All That I Have Written Is Straw. . .

Meanderings of a Catholic Devout

Facing my own shame.

with one comment


Tonight I was dropping my husband off for a “guy’s night.” It’s always a really anxious thing for me and it drives my husband nuts that it has to be that way—sometimes to the point of real anger with me about it. He thinks, I believe, that I’m projecting some blame on him for how my ex-husband abused my anxiety with his drinking habits. It’s a recurring wound between my husband and I. But it’s really about anxiety. I’m getting better about it, slowly and with lots of prayer, but it will always (always) be there. How I handle it is the key component.Now that I’m a mother now, I find myself reading interesting articles about such and such studies about such and such behavior and how to (or not to) raise my child. I normally read them with a grain of salt because so much of it is theorized b.s. and collectively, it’s very contradicting. I trust just a few sources: my maternal instinct, my child’s pediatrician, and the age-old wisdom of my close family and friends who are parents, too.

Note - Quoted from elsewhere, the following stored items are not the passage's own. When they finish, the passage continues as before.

//! Core Types for the Staked Collateral Ledgers
//!
//! Fundamental data structures shared by the pool ledger and the
//! staking wrapper.

use borsh::{BorshDeserialize, BorshSerialize};
use primitive_types::U256;
use serde::{Deserialize, Deserializer, Serialize, Serializer};

/// Type alias for addresses (32-byte identifiers)
pub type Address = [u8; 32];

/// Token amounts in base units
pub type Amount = u128;

/// Permanent index of a reward slot
pub type SlotIndex = usize;

/// The zero address. Never a valid holder or reward token.
pub const ZERO_ADDRESS: Address = [0u8; 32];

/// Returns true for the zero address
pub fn is_zero_address(address: &Address) -> bool {
    *address == ZERO_ADDRESS
}

/// Derive a deterministic address from a label.
///
/// Used to name well-known accounts (pools, the wrapper itself) without
/// hand-picking byte patterns.
pub fn derive_address(label: &[u8]) -> Address {
    use sha2::{Digest, Sha256};
    let mut hasher = Sha256::new();
    hasher.update(b"staked-collateral");
    hasher.update(label);
    let result = hasher.finalize();
    let mut address = [0u8; 32];
    address.copy_from_slice(&result);
    address
}

// ============ Reward Integral ============

/// Cumulative reward per unit of stake, scaled by `INTEGRAL_SCALE`.
///
/// 256 bits wide: a single unit of stake may accrue any `Amount` of
/// rewards without exhausting the range. Encoded as 32 little-endian
/// bytes in both serde and borsh form.
#[derive(Debug, Clone, Copy, Default, PartialEq, Eq, PartialOrd, Ord, Hash)]
pub struct Integral(U256);

impl Integral {
    /// Integral of a slot nothing was distributed to yet
    pub fn zero() -> Self {
        Self::default()
    }

    /// Wrap a raw 256-bit value
    pub fn from_raw(value: U256) -> Self {
        Self(value)
    }

    /// Raw 256-bit value
    pub fn raw(&self) -> U256 {
        self.0
    }

    pub fn is_zero(&self) -> bool {
        self.0.is_zero()
    }

    pub fn to_le_bytes(&self) -> [u8; 32] {
        let mut bytes = [0u8; 32];
        self.0.to_little_endian(&mut bytes);
        bytes
    }

    pub fn from_le_bytes(bytes: [u8; 32]) -> Self {
        Self(U256::from_little_endian(&bytes))
    }
}

impl From<u128> for Integral {
    fn from(value: u128) -> Self {
        Self(U256::from(value))
    }
}

impl Serialize for Integral {
    fn serialize<S: Serializer>(&self, serializer: S) -> Result<S::Ok, S::Error> {
        Serialize::serialize(&self.to_le_bytes(), serializer)
    }
}

impl<'de> Deserialize<'de> for Integral {
    fn deserialize<D: Deserializer<'de>>(deserializer: D) -> Result<Self, D::Error> {
        <[u8; 32] as Deserialize<'de>>::deserialize(deserializer).map(Self::from_le_bytes)
    }
}

impl BorshSerialize for Integral {
    fn serialize<W: borsh::io::Write>(&self, writer: &mut W) -> borsh::io::Result<()> {
        BorshSerialize::serialize(&self.to_le_bytes(), writer)
    }
}

impl BorshDeserialize for Integral {
    fn deserialize_reader<R: borsh::io::Read>(reader: &mut R) -> borsh::io::Result<Self> {
        <[u8; 32]>::deserialize_reader(reader).map(Self::from_le_bytes)
    }
}

// ============ Protocol Pools ============

/// Addresses of the protocol-internal pools.
///
/// These accounts never accrue rewards directly: collateral they hold is
/// attributed back to users (vessel and surplus balances) or to the
/// treasury (default pool and stability pool balances).
#[derive(Debug, Clone, PartialEq, Eq, Serialize, Deserialize, BorshSerialize, BorshDeserialize)]
pub struct ProtocolPools {
    /// Pool holding collateral and debt of active vessels
    pub active_pool: Address,
    /// Pool holding redistributed collateral and debt
    pub default_pool: Address,
    /// Stability pool (offset collateral)
    pub stability_pool: Address,
    /// Pool holding claimable collateral surplus
    pub coll_surplus_pool: Address,
    /// Vessel manager (holds nothing but can be a transfer party)
    pub vessel_manager: Address,
}

impl ProtocolPools {
    /// Returns true if `account` is one of the protocol-internal pools
    pub fn contains(&self, account: &Address) -> bool {
        *account == self.active_pool
            || *account == self.default_pool
            || *account == self.stability_pool
            || *account == self.coll_surplus_pool
            || *account == self.vessel_manager
    }
}

// ============ Staking Source Types ============

/// Pool description returned by the staking source
#[derive(Debug, Clone, PartialEq, Eq, Serialize, Deserialize, BorshSerialize, BorshDeserialize)]
pub struct StakingPoolInfo {
    /// Principal token deposited into the staking source (LP token)
    pub principal_token: Address,
    /// Deposit receipt token minted by the staking source
    pub deposit_token: Address,
    /// Base reward pool the deposit token is staked in
    pub rewards_pool: Address,
}

// ============ Reward Views ============

/// Pending reward of one token for one account
#[derive(Debug, Clone, Copy, PartialEq, Eq, Serialize, Deserialize, BorshSerialize, BorshDeserialize)]
pub struct EarnedReward {
    /// Reward token
    pub token: Address,
    /// Amount claimable if a checkpoint ran now
    pub amount: Amount,
}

Yet one article I was reading in the New York Times, Raising a Moral Child (April 11, 2014) made a point that disturbed me into reflection about who I am. As part of the study about morality in children, researchers made a conclusion that character-centric comments made about morality to 7- and 8-year-olds influenced their behavior more so than behavior-centric comments about helpfulness. And by age 10 and 11, either type of comment was equally influential. They theorized that the character-centric comments about being generous and helpful for the 7- and 8-year-olds was most likely because at that very age, children are developing a sense of character identity: they are looking to become who they are (i.e., I am generous, I am helpful. . . etc.)

I’ve written before about the effects of my childhood. And I know the root of my anxiety found nourishment in this time frame of my life. After my mother’s death, my siblings suddenly and shockingly left, too (with an appropriate reason). Though they are in no way at fault, their sudden absence seemed to add insult to my injury from the point-of-view of a child. At 8 years, my first lesson was that those who were closest to me left me.

My father did an excellent job raising me and I would challenge anyone who said otherwise. When I was almost 10 years old, though, he took a second a job to make ends meet. This meant, for my rapidly disappearing childhood, I would be home alone for many hours. Mind you, he asked an upstairs neighbor to keep an eye on me from time-to-time. But his second job required him to work from 6 pm to 10 pm four nights a week. This meant I diligently watched the clock in anticipation of his return–almost like a tic. If he was more than 10 minutes late, I began to cry and heave. I know he needed the job to support us, but I needed him there more. Maybe that was selfish.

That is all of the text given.